:: Data for processing ::
· · · ·

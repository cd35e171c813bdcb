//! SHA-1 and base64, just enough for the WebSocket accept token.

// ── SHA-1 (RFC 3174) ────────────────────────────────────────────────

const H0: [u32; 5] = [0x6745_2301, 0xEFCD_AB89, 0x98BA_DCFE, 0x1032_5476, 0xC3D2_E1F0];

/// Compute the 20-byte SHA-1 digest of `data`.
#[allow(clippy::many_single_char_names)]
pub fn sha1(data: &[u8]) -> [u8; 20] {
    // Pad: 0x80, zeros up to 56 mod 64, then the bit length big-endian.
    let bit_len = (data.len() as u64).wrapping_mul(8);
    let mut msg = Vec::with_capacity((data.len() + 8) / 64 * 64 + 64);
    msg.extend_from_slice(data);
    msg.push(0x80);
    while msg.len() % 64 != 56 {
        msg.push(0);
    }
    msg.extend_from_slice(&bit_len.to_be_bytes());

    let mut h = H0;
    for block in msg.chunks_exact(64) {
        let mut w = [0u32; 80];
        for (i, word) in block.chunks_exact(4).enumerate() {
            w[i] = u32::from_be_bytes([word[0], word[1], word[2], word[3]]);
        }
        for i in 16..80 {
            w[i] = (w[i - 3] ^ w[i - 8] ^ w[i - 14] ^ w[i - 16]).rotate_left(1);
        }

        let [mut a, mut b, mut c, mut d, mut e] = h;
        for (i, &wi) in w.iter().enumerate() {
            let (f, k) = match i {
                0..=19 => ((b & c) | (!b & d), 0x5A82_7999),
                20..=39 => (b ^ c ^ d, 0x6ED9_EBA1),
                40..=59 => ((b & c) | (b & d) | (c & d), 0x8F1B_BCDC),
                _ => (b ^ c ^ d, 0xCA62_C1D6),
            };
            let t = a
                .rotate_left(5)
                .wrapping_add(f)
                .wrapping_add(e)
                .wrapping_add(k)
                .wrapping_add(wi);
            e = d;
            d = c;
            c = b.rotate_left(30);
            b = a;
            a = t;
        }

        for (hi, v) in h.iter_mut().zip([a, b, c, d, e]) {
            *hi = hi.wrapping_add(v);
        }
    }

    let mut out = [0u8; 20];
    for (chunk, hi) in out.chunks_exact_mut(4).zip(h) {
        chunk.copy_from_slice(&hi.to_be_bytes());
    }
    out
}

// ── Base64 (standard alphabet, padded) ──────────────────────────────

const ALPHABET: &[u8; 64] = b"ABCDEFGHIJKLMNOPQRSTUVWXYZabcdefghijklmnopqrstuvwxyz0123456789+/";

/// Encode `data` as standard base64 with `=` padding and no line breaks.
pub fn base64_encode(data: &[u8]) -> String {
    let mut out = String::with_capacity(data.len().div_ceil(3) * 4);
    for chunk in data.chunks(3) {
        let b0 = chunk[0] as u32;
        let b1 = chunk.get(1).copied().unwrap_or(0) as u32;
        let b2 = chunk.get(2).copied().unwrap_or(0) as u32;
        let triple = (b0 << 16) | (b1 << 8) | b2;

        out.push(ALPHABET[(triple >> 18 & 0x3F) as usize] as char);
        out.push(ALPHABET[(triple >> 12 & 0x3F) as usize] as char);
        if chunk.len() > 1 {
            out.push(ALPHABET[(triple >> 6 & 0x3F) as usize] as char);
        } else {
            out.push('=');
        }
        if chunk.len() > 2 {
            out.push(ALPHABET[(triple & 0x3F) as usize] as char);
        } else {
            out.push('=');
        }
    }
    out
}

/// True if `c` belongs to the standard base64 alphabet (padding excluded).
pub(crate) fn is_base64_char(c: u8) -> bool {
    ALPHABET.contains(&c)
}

· · · ·

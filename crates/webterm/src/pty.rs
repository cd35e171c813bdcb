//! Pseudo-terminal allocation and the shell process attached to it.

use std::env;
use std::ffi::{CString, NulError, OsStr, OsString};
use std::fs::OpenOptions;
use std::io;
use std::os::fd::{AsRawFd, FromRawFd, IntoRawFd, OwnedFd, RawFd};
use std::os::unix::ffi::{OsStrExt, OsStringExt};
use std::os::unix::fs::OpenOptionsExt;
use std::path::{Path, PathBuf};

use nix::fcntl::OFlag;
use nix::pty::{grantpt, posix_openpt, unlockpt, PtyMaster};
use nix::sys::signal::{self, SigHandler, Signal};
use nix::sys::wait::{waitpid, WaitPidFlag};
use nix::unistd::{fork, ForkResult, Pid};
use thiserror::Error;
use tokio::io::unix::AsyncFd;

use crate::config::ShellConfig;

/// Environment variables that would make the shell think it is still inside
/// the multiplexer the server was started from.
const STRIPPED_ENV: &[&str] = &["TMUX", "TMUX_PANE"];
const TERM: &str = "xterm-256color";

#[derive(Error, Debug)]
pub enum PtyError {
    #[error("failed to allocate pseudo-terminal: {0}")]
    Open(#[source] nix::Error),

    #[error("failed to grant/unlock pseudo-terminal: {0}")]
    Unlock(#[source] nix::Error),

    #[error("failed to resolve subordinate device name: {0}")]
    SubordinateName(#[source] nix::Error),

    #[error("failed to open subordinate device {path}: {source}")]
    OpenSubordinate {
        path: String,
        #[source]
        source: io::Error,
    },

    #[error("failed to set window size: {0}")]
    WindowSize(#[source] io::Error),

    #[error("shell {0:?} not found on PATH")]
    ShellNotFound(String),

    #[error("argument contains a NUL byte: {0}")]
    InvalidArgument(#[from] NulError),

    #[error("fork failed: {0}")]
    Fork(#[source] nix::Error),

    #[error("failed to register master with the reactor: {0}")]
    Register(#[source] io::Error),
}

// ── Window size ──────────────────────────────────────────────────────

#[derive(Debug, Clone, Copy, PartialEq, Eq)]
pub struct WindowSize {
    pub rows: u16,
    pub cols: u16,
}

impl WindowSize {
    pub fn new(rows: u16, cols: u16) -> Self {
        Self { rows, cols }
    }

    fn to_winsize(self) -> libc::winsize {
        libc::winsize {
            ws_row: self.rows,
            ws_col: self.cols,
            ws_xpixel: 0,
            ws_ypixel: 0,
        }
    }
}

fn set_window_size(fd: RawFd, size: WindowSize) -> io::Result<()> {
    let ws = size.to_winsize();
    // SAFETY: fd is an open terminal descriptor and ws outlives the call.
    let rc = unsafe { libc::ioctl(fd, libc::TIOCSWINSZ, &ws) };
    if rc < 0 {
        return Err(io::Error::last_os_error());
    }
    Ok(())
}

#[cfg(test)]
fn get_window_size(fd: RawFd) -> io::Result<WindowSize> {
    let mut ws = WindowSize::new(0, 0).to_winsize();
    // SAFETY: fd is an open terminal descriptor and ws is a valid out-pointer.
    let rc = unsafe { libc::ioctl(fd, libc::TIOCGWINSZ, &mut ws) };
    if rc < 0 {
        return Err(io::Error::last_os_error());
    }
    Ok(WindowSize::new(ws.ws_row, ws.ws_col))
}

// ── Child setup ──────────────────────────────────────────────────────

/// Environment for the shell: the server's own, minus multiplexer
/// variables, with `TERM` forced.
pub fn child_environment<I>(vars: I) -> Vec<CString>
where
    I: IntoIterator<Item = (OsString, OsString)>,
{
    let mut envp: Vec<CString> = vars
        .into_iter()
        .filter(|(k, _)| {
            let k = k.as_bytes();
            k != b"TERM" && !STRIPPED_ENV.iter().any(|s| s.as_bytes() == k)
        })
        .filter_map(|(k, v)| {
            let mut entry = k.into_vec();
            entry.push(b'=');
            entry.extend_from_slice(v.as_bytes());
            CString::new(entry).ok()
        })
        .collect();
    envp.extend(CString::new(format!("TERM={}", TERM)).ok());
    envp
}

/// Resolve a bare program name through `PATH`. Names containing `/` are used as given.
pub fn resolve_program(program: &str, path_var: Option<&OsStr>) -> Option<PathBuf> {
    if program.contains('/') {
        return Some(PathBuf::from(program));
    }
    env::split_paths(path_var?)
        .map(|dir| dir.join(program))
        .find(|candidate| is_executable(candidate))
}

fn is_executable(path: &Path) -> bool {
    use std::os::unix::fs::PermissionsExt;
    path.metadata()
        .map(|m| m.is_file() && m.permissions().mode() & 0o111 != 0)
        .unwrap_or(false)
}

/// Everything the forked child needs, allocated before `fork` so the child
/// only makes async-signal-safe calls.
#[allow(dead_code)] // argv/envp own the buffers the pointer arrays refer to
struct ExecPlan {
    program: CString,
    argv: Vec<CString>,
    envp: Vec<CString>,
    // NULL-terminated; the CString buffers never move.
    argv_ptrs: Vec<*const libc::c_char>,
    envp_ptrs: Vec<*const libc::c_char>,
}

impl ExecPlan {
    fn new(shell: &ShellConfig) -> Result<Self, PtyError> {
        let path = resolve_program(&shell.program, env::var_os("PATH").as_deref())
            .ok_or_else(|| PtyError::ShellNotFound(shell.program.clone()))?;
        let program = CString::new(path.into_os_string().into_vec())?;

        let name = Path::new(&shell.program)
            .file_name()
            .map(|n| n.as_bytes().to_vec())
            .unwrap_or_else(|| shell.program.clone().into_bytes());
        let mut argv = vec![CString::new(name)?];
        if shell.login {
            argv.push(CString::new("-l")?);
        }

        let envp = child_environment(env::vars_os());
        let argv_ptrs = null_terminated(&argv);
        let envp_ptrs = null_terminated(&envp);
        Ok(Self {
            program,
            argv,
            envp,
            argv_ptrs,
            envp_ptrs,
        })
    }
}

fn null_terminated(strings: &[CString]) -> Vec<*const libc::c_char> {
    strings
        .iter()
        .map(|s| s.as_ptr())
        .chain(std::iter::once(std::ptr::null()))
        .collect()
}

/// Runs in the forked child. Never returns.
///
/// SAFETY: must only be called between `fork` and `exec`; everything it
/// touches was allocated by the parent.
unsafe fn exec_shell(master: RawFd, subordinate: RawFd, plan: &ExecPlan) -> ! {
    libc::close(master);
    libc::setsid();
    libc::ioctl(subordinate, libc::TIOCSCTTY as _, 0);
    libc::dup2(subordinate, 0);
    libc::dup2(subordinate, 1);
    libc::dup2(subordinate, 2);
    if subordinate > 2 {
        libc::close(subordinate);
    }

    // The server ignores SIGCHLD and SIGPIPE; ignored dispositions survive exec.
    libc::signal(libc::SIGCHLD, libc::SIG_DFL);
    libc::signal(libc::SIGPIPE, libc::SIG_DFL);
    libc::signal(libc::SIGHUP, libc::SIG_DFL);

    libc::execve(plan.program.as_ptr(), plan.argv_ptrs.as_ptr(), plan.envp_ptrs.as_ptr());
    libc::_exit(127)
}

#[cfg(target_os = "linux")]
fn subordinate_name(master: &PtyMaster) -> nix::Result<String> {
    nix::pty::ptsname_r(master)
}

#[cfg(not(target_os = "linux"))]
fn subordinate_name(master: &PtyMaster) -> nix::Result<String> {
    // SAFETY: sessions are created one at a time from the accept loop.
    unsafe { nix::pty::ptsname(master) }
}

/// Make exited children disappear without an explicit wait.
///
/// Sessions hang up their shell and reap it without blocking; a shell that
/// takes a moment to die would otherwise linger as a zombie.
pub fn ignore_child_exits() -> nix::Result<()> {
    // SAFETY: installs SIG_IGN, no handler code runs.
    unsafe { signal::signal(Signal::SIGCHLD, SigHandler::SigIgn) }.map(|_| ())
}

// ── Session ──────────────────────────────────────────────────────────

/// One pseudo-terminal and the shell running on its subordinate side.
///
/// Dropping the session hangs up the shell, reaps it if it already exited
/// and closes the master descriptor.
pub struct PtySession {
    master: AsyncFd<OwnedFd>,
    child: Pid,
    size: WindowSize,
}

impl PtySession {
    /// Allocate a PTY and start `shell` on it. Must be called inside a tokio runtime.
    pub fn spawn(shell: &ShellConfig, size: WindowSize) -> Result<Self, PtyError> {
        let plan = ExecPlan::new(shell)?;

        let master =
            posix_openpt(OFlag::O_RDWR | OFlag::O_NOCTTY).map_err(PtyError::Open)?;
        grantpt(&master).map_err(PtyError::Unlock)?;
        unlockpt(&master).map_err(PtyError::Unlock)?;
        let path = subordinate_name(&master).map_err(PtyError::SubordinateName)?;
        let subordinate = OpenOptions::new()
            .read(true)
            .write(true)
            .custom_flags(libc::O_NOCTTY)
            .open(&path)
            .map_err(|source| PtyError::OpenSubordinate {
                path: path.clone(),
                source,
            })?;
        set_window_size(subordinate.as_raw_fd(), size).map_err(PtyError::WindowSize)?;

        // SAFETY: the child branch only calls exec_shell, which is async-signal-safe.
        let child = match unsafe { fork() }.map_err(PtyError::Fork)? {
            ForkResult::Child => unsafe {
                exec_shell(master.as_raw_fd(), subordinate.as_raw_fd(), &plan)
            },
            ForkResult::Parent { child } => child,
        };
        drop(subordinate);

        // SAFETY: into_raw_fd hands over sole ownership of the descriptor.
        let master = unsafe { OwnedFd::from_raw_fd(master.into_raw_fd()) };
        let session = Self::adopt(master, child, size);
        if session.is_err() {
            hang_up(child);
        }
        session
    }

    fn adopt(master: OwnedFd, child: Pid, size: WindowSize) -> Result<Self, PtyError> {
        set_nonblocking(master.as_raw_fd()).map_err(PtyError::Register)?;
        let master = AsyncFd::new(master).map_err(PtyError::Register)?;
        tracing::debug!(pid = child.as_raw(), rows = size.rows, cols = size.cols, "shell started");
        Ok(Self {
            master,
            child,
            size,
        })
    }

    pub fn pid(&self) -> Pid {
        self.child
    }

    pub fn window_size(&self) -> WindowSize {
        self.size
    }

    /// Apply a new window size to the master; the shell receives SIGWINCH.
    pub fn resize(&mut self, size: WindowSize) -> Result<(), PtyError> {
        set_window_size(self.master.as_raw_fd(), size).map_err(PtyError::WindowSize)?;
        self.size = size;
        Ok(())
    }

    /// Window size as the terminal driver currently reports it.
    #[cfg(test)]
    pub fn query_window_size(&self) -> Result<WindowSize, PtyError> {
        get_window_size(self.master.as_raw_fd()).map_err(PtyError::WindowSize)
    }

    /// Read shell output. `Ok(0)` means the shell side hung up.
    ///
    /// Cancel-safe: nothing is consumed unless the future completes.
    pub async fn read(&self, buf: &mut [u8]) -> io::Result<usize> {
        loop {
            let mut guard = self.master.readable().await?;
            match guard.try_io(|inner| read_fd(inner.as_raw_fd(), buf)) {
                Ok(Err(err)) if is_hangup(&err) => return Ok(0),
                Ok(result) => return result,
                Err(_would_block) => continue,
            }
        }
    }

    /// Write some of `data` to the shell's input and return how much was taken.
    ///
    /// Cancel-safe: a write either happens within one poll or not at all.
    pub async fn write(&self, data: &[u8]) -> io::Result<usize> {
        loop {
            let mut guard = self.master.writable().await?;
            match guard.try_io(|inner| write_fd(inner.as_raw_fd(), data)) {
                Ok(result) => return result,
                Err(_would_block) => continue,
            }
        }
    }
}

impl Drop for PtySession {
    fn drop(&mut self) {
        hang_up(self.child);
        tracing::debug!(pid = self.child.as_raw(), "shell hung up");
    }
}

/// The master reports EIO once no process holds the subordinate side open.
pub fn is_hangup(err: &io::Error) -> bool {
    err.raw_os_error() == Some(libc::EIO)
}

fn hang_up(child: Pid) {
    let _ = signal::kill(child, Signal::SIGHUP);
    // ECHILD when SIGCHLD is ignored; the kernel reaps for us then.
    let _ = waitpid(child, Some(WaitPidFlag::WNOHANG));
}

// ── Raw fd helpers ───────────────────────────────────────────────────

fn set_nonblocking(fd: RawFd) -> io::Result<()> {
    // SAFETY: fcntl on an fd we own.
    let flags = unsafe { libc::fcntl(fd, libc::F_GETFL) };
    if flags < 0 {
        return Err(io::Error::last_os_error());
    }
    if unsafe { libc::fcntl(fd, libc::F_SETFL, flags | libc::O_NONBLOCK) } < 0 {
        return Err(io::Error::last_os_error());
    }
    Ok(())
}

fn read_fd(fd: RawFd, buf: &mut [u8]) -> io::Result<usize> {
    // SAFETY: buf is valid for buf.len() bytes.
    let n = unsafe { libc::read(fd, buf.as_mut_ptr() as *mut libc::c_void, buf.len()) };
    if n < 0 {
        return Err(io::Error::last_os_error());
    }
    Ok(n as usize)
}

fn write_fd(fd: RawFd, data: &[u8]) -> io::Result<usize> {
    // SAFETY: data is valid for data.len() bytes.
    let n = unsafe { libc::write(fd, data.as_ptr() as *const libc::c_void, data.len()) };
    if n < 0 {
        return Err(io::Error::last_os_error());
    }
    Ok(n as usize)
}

· · · ·

:: Task statement ::
Only lines containing "triple" belong in the answer; copy every such line from the records.

:: Task output ::
        let triple = (b0 << 16) | (b1 << 8) | b2;
        out.push(ALPHABET[(triple >> 18 & 0x3F) as usize] as char);
        out.push(ALPHABET[(triple >> 12 & 0x3F) as usize] as char);
            out.push(ALPHABET[(triple >> 6 & 0x3F) as usize] as char);
            out.push(ALPHABET[(triple & 0x3F) as usize] as char);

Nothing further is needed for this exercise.